(Not so) Superheroes
When I was a child, I read the Bible like a child. The only thing that distinguished the heroes and heroines in scripture from the superheroes I saw in Marvel or DC Comics was their costumes. And the comic book heroes were way better dressed than how I imagined their biblical counterparts might have been.
Even Joseph’s coat of many colors couldn’t compete with Spiderman’s spandex or Iron Man’s armor. Other than that, though, there wasn’t much difference between, say, Samson and Captain America or Deborah and Wonder Woman.
But when I became a man, I had to put away the innocent way I had imagined the men and women I read about in the Bible. For one thing, it wasn’t technology, alien genetics, irradiated spider bites or accidental exposure to gamma rays that made them super. Their powers were supernaturally given to them by God. For another, they may have been heroes, but they were tarnished heroes. David, notably called a man after God’s own heart, committed adultery, conspiracy and murder. Samson was more hound dog than hero. Gideon was a great judge (Judges 6 – 7). Until he wasn’t (Judges 8).
It’s true that my comic book heroes all had their weaknesses, too. Superman was allergic to Kryptonite. Green Lantern’s batteries could sometimes run low. And Batman had that whole childhood trauma thing to deal with. But their vulnerabilities diminished only their powers, not their character. The weaknesses in my Bible heroes were of a more sinister nature.
Let me try that last sentence again. The weaknesses in my Bible heroes were a part of their sin nature. They were moral flaws. Failures of integrity. Insults to their status as leaders and to the holiness of God.
And yet, scripture commends many of them for their faith.
As our church has been reading through the Bible this year, a sentiment I’ve heard in one form or another has been this: “I can’t believe how awful some of my favorite Bible characters were! I always thought they did it right. Now that I’ve gone back and really read these stories, I don’t know whether to feel disappointed or relieved.”
So does the imperfection of these not-so-super heroes and heroines undermine the message of the Bible?
Not at all.
For one thing, it is refreshing that scripture does not try to spin the truth about who our heroes were. In one chapter, it tells us of their death-defying faithfulness and in the next, it describes their inexplicable cowardice. One moment, Peter is swinging a sword for Jesus like a Christian Conan the Barbarian. An hour later, he is swearing on a Bible that he has no idea who this Jesus character is. David won’t lift a finger to knock off God’s anointed, King Saul, but he will put a hit out on a man whose wife he covets.
There are plenty of voices these days (as there have always been) who claim that the Bible is simply a human product. It was written, they say, by people with an interest in preserving their power, promoting an agenda, or defending their actions. I could believe that if the Bible draped its heroes in capes and glory.
It doesn’t. It presents them in all their complicated, compromised and sometimes corrupted humanness.
One especially tempting alternative is to conclude that, since these characters were so flawed, we are doing better than we thought. If David, given his tainted track record, could be called a man after God’s own heart and repeatedly held up as an example of a king who did what was right in the eyes of the Lord, then anyone who doesn’t violate numbers 6, 7 & 10 of the Ten Commandments must be a shoe-in for a crown of righteousness. There are two problems with that line of reasoning.

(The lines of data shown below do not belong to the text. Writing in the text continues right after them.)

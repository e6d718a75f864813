mod commands;

use clap::{Parser, Subcommand};
use tracing_subscriber::EnvFilter;

#[derive(Parser)]
#[command(
    name = "tasklens",
    version,
    about = "Query understanding and adaptive ranking for vault tasks",
    long_about = "TaskLens parses free-text, possibly multilingual queries into keywords and\n\
        structured property filters, then filters, scores and orders a task snapshot\n\
        exported from a note vault.\n\n\
        Quick start:\n  \
        tasklens search \"p:1 overdue invoices\" --tasks tasks.json\n  \
        tasklens analyze \"what should I do today?\" --tasks tasks.json\n  \
        tasklens terms --property status"
)]
struct Cli {
    /// Enable verbose logging (set log level to debug)
    #[arg(short, long, global = true)]
    verbose: bool,

    /// Path to config file (default: .tasklens/config.toml)
    #[arg(long, global = true)]
    config: Option<String>,

    #[command(subcommand)]
    command: Commands,
}

#[derive(Subcommand)]
enum Commands {
    /// Search tasks with a free-text query
    ///
    /// Deterministic by default; `--semantic` turns on the AI-assisted
    /// strategy with multilingual keyword expansion (falls back to the
    /// deterministic parser on any failure).
    ///
    /// Examples:
    ///   tasklens search "fix login bug" --tasks tasks.json
    ///   tasklens search "s:open due:this-week" --tasks tasks.json --sort due,priority
    Search {
        /// The query text
        query: String,

        /// Path to the task snapshot JSON exported by the vault indexer
        #[arg(short, long)]
        tasks: String,

        /// Use the AI-assisted parse strategy
        #[arg(long)]
        semantic: bool,

        /// Comma-separated sort criteria (relevance, due_date, priority, auto)
        #[arg(long)]
        sort: Option<String>,

        /// Maximum number of results
        #[arg(short, long)]
        limit: Option<usize>,

        /// Emit the full response as JSON
        #[arg(long)]
        json: bool,
    },
    /// Analyze a query conversationally (forced-generic mode)
    ///
    /// Time phrases become context instead of filters and keyword filtering
    /// is relaxed, for "what should I do today?"-style questions.
    Analyze {
        /// The question text
        query: String,

        /// Path to the task snapshot JSON exported by the vault indexer
        #[arg(short, long)]
        tasks: String,

        /// Maximum number of results
        #[arg(short, long)]
        limit: Option<usize>,

        /// Emit the full response as JSON
        #[arg(long)]
        json: bool,
    },
    /// Inspect the merged property term tables
    ///
    /// Shows canonical category keys with their aliases, symbols and
    /// per-language synonyms, user layer included.
    Terms {
        /// Restrict to one property (priority, status, due_date, time_context)
        #[arg(short, long)]
        property: Option<String>,
    },
}

fn main() -> anyhow::Result<()> {
    let cli = Cli::parse();

    let filter = if cli.verbose { "debug" } else { "info" };
    tracing_subscriber::fmt()
        .with_env_filter(EnvFilter::try_from_default_env().unwrap_or_else(|_| EnvFilter::new(filter)))
        .with_target(false)
        .init();

    let config_file = cli.config.as_deref().map(std::path::Path::new);

    match cli.command {
        Commands::Search {
            query,
            tasks,
            semantic,
            sort,
            limit,
            json,
        } => {
            commands::search::run(&query, &tasks, semantic, sort.as_deref(), limit, json, config_file)?;
        }
        Commands::Analyze {
            query,
            tasks,
            limit,
            json,
        } => {
            commands::analyze::run(&query, &tasks, limit, json, config_file)?;
        }
        Commands::Terms { property } => {
            commands::terms::run(property.as_deref(), config_file)?;
        }
    }

    Ok(())
}
use crate::expansion::dedupe_substring_overlap;
use crate::timectx::{self, TimeResolution};
use crate::tokenize::{generic_ratio, tokenize};
use regex::Regex;
use std::collections::HashSet;
use std::sync::LazyLock;
use tasklens_core::config::Config;
use tasklens_core::terms::{PropertyTable, TermSnapshot};
use tasklens_core::types::{DroppedTerm, ParsedQuery, PropertyKind, VaguenessMode};
use time::Date;
use tracing::{debug, warn};

static EXPLICIT_FOLDER_RE: LazyLock<Regex> = LazyLock::new(|| {
    Regex::new(r"(?i)(?:^|\s)(?:folder|path)\s*:\s*(\S+)").expect("folder regex must compile")
});
static EXPLICIT_TAG_RE: LazyLock<Regex> = LazyLock::new(|| {
    Regex::new(r"(?i)(?:^|\s)tag\s*:\s*(\S+)").expect("tag regex must compile")
});
static HASH_TAG_RE: LazyLock<Regex> =
    LazyLock::new(|| Regex::new(r"#([\p{L}\p{N}/_-]+)").expect("hashtag regex must compile"));
static EXPLICIT_DUE_RE: LazyLock<Regex> = LazyLock::new(|| {
    Regex::new(r"(?i)(?:^|\s)due\s*:\s*(\S+)").expect("due regex must compile")
});
static EXPLICIT_STATUS_RE: LazyLock<Regex> = LazyLock::new(|| {
    Regex::new(r"(?i)(?:^|\s)(?:status|s)\s*:\s*(\S+)").expect("status regex must compile")
});
static EXPLICIT_PRIORITY_RE: LazyLock<Regex> = LazyLock::new(|| {
    Regex::new(r"(?i)(?:^|\s)(?:priority|pri|p)\s*:\s*(\S+)").expect("priority regex must compile")
});
static PRIORITY_PHRASE_RE: LazyLock<Regex> = LazyLock::new(|| {
    Regex::new(r"(?i)(?:^|\s)(?:priority|pri)\s+([\p{L}\p{N}]+)")
        .expect("priority phrase regex must compile")
});

const BUILTIN_STOP_WORDS: &[&str] = &[
    "a", "an", "the", "is", "are", "was", "were", "be", "been", "do", "does", "did", "i", "me",
    "my", "we", "our", "you", "your", "it", "its", "of", "in", "on", "at", "to", "for", "with",
    "and", "or", "not", "no", "this", "that", "these", "those", "what", "which", "when", "where",
    "who", "how", "why", "should", "shall", "can", "could", "would", "will", "need", "want",
    "please", "show", "all", "any", "some", "的", "了", "吗", "呢",
];

const BUILTIN_GENERIC_WORDS: &[&str] = &[
    "what", "which", "when", "where", "how", "why", "should", "shall", "do", "does", "can",
    "could", "would", "i", "me", "my", "need", "want", "now", "things", "stuff", "task", "tasks",
    "work", "item", "items", "something", "anything", "everything", "list", "show", "find",
    "tell", "give", "some", "any", "all", "please", "next", "first", "focus", "on", "什", "么",
    "做", "吗", "我", "该", "哪",
];

/// Parser inputs derived from configuration: thresholds, mode, and the merged
/// stop/generic word lists.
#[derive(Debug, Clone)]
pub struct ParserContext {
    pub vagueness_threshold: f64,
    pub mode: VaguenessMode,
    stop_words: HashSet<String>,
    generic_words: HashSet<String>,
}

impl ParserContext {
    pub fn from_config(config: &Config) -> Self {
        let mut stop_words: HashSet<String> =
            BUILTIN_STOP_WORDS.iter().map(|s| s.to_string()).collect();
        stop_words.extend(config.parser.stop_words.iter().map(|s| s.to_lowercase()));
        let mut generic_words: HashSet<String> =
            BUILTIN_GENERIC_WORDS.iter().map(|s| s.to_string()).collect();
        generic_words.extend(config.parser.generic_words.iter().map(|s| s.to_lowercase()));

        Self {
            vagueness_threshold: config.parser.vagueness_threshold,
            mode: config.vagueness_mode(),
            stop_words,
            generic_words,
        }
    }

    /// Per-query override of the session-level vagueness mode.
    pub fn with_mode(mut self, mode: VaguenessMode) -> Self {
        self.mode = mode;
        self
    }

    pub fn is_stop_word(&self, token: &str) -> bool {
        self.stop_words.contains(token)
    }

    pub fn generic_words(&self) -> &HashSet<String> {
        &self.generic_words
    }
}

impl Default for ParserContext {
    fn default() -> Self {
        Self::from_config(&Config::default())
    }
}

/// Output of one deterministic parse: the query plus any property values that
/// resolved to nothing and were dropped from their filter.
#[derive(Debug, Clone)]
pub struct ParseResult {
    pub parsed: ParsedQuery,
    pub dropped: Vec<DroppedTerm>,
}

/// Deterministic query parsing: explicit property syntax, then a
/// natural-language term scan, then tokenization of the remainder.
///
/// Vagueness is computed over the raw token list before stop-word removal;
/// filtering the list first would destroy the signal the heuristic needs.
pub fn parse_query(
    raw: &str,
    snapshot: &TermSnapshot,
    ctx: &ParserContext,
    today: Date,
) -> ParseResult {
    let mut dropped = Vec::new();
    let mut text = raw.to_string();

    let folder = extract_values(&EXPLICIT_FOLDER_RE, &mut text)
        .into_iter()
        .next();
    let mut tags: Vec<String> = extract_values(&EXPLICIT_TAG_RE, &mut text)
        .into_iter()
        .map(|t| t.to_lowercase())
        .collect();
    for tag in extract_values(&HASH_TAG_RE, &mut text) {
        let tag = tag.to_lowercase();
        if !tags.contains(&tag) {
            tags.push(tag);
        }
    }

    let due_raw = extract_values(&EXPLICIT_DUE_RE, &mut text).into_iter().next();
    let status_raw = extract_values(&EXPLICIT_STATUS_RE, &mut text);
    let mut priority_raw = extract_values(&EXPLICIT_PRIORITY_RE, &mut text);
    priority_raw.extend(extract_values(&PRIORITY_PHRASE_RE, &mut text));

    let mut priority = resolve_values(snapshot, PropertyKind::Priority, &priority_raw, &mut dropped);
    let mut status = resolve_values(snapshot, PropertyKind::Status, &status_raw, &mut dropped);

    // Explicit due value: either a literal token (any/none/overdue) or a
    // relative phrase to resolve into a window below.
    let mut due_date_filter = None;
    let mut explicit_due_phrase = None;
    if let Some(raw_due) = due_raw {
        match snapshot.resolve(PropertyKind::DueDate, &raw_due) {
            Some(key @ ("any" | "none" | "overdue")) => due_date_filter = Some(key.to_string()),
            Some(key) => explicit_due_phrase = Some(key.to_string()),
            None => {
                warn!(value = %raw_due, "dropping unresolvable due filter value");
                dropped.push(DroppedTerm {
                    property: PropertyKind::DueDate,
                    value: raw_due,
                });
            }
        }
    }

    // Natural-language scan over the remaining text, skipped per property
    // when an explicit filter of that kind is already present.
    let mut rest = text.to_lowercase();
    if priority.is_none() {
        let scanned = scan_terms(&mut rest, snapshot.table(PropertyKind::Priority));
        if !scanned.is_empty() {
            priority = Some(scanned);
        }
    }
    if status.is_none() {
        let scanned = scan_terms(&mut rest, snapshot.table(PropertyKind::Status));
        if !scanned.is_empty() {
            status = Some(scanned);
        }
    }
    let time_phrase = scan_terms(&mut rest, snapshot.table(PropertyKind::TimeContext))
        .into_iter()
        .next();

    // Raw token list first: vagueness detection must see stop words.
    let raw_tokens = tokenize(&rest);
    let is_vague = match ctx.mode {
        VaguenessMode::ForcedGeneric => true,
        VaguenessMode::Auto => {
            !raw_tokens.is_empty()
                && generic_ratio(&raw_tokens, &ctx.generic_words) >= ctx.vagueness_threshold
        }
    };

    let mut core_keywords = Vec::new();
    for token in &raw_tokens {
        if !ctx.is_stop_word(token) && !core_keywords.contains(token) {
            core_keywords.push(token.clone());
        }
    }
    let keywords = dedupe_substring_overlap(core_keywords.clone());

    let mut due_date_range = None;
    let mut time_context = None;
    let force_context = ctx.mode == VaguenessMode::ForcedGeneric;
    if let Some(key) = explicit_due_phrase {
        // Explicit `due:` syntax states specific intent; only the forced
        // conversational mode downgrades it to context.
        match timectx::resolve_time_phrase(&key, today, force_context) {
            TimeResolution::Filter(range) => due_date_range = Some(range),
            TimeResolution::Context(label) => time_context = Some(label),
        }
    } else if let Some(key) = time_phrase {
        match timectx::resolve_time_phrase(&key, today, is_vague || force_context) {
            TimeResolution::Filter(range) => due_date_range = Some(range),
            TimeResolution::Context(label) => time_context = Some(label),
        }
    }

    debug!(
        raw_tokens = raw_tokens.len(),
        keywords = keywords.len(),
        is_vague,
        "deterministic parse"
    );

    ParseResult {
        parsed: ParsedQuery {
            core_keywords,
            keywords,
            priority,
            status,
            due_date_filter,
            due_date_range,
            time_context,
            is_vague,
            confidence: None,
            tags: if tags.is_empty() { None } else { Some(tags) },
            folder,
        },
        dropped,
    }
}

/// Capture every value of `re` in `text` and blank the matched spans.
fn extract_values(re: &Regex, text: &mut String) -> Vec<String> {
    let mut values = Vec::new();
    for caps in re.captures_iter(text) {
        if let Some(m) = caps.get(1) {
            values.push(m.as_str().to_string());
        }
    }
    if !values.is_empty() {
        *text = re.replace_all(text, " ").into_owned();
    }
    values
}

/// Resolve comma-separated raw values through the registry. Unresolvable
/// tokens are dropped from the filter (and recorded), never fatal.
fn resolve_values(
    snapshot: &TermSnapshot,
    kind: PropertyKind,
    raw_values: &[String],
    dropped: &mut Vec<DroppedTerm>,
) -> Option<Vec<String>> {
    let split: Vec<String> = raw_values
        .iter()
        .flat_map(|v| v.split(','))
        .map(|v| v.trim().to_string())
        .filter(|v| !v.is_empty())
        .collect();
    if split.is_empty() {
        return None;
    }

    let resolved = snapshot.resolve_many(kind, &split);
    for value in &split {
        if snapshot.resolve(kind, value).is_none() {
            warn!(property = %kind, value = %value, "dropping unresolvable property value");
            dropped.push(DroppedTerm {
                property: kind,
                value: value.clone(),
            });
        }
    }

    if resolved.is_empty() { None } else { Some(resolved) }
}

/// Find registry terms in lowercased free text, longest term first, and blank
/// each matched span. ASCII word edges require a word boundary; unspaced
/// scripts match as substrings.
fn scan_terms(text: &mut String, table: &PropertyTable) -> Vec<String> {
    let mut found = Vec::new();
    for (token, key) in table.scan_tokens() {
        let mut search_from = 0;
        while search_from < text.len() {
            let Some(pos) = text[search_from..].find(token.as_str()) else {
                break;
            };
            let start = search_from + pos;
            let end = start + token.len();
            if word_boundary_ok(text, start, end, token) {
                text.replace_range(start..end, &" ".repeat(end - start));
                if !found.contains(key) {
                    found.push(key.clone());
                }
            }
            search_from = end;
        }
    }
    found
}

fn word_boundary_ok(text: &str, start: usize, end: usize, token: &str) -> bool {
    let first_ascii_word = token.chars().next().is_some_and(|c| c.is_ascii_alphanumeric());
    let last_ascii_word = token.chars().next_back().is_some_and(|c| c.is_ascii_alphanumeric());

    if first_ascii_word
        && text[..start]
            .chars()
            .next_back()
            .is_some_and(|c| c.is_alphanumeric())
    {
        return false;
    }
    if last_ascii_word
        && text[end..]
            .chars()
            .next()
            .is_some_and(|c| c.is_alphanumeric())
    {
        return false;
    }
    true
}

First, it makes a false assumption. It assumes that we can secure our own salvation by living well – or at least by living more righteously than others. That’s called self-righteousness: Righteousness that is defined by and achieved by human effort. In Ephesians 2:8 – 9, Paul made it crystal clear that we are not saved by human effort.
Second, it aims at the wrong standard. David is not the standard. Neither is Abraham, Joseph, Moses, Deborah, Gideon, Dorcas, Lois, Eunice, Peter, Priscilla or Paul. Jesus is the standard. Yes, Paul told the Corinthians, “Follow my example.” He was quick to add, however, “. . . as I follow the example of Christ.” We can learn valuable lessons from the flawed characters in scripture. Sometimes, they teach us exactly what to do. Other times, their lives serve as tragic warnings of what happens when faith falters. But nowhere in scripture are they lifted up as the standard for a life fully committed to God. That role is reserved for Jesus alone.
I Need A Hero
Ultimately, what we learn from these tarnished champions is that they are not the heroes or heroines of the story at all. God is. Whether he is bailing Abraham out of his attempts to force the promise on his own terms, or backing a reluctant Moses with amazing miracles, or stubbornly pursuing a runaway prophet like Jonah, God is the one who wears the cape.
So why did God use these morally challenged men and women? Because that’s all he had to work with. But they were enough to accomplish his will. And so are we. As Tim Keller writes in his commentary on Judges, “God can draw a straight line with a crooked pencil.” That’s good news – for them and for us. It does not mean, under any circumstances, that it’s okay to go on sinning that grace may abound. As Paul told the Romans, “God forbid!” But it does mean that God can accomplish his will through us. Even if we are not-so-super, either.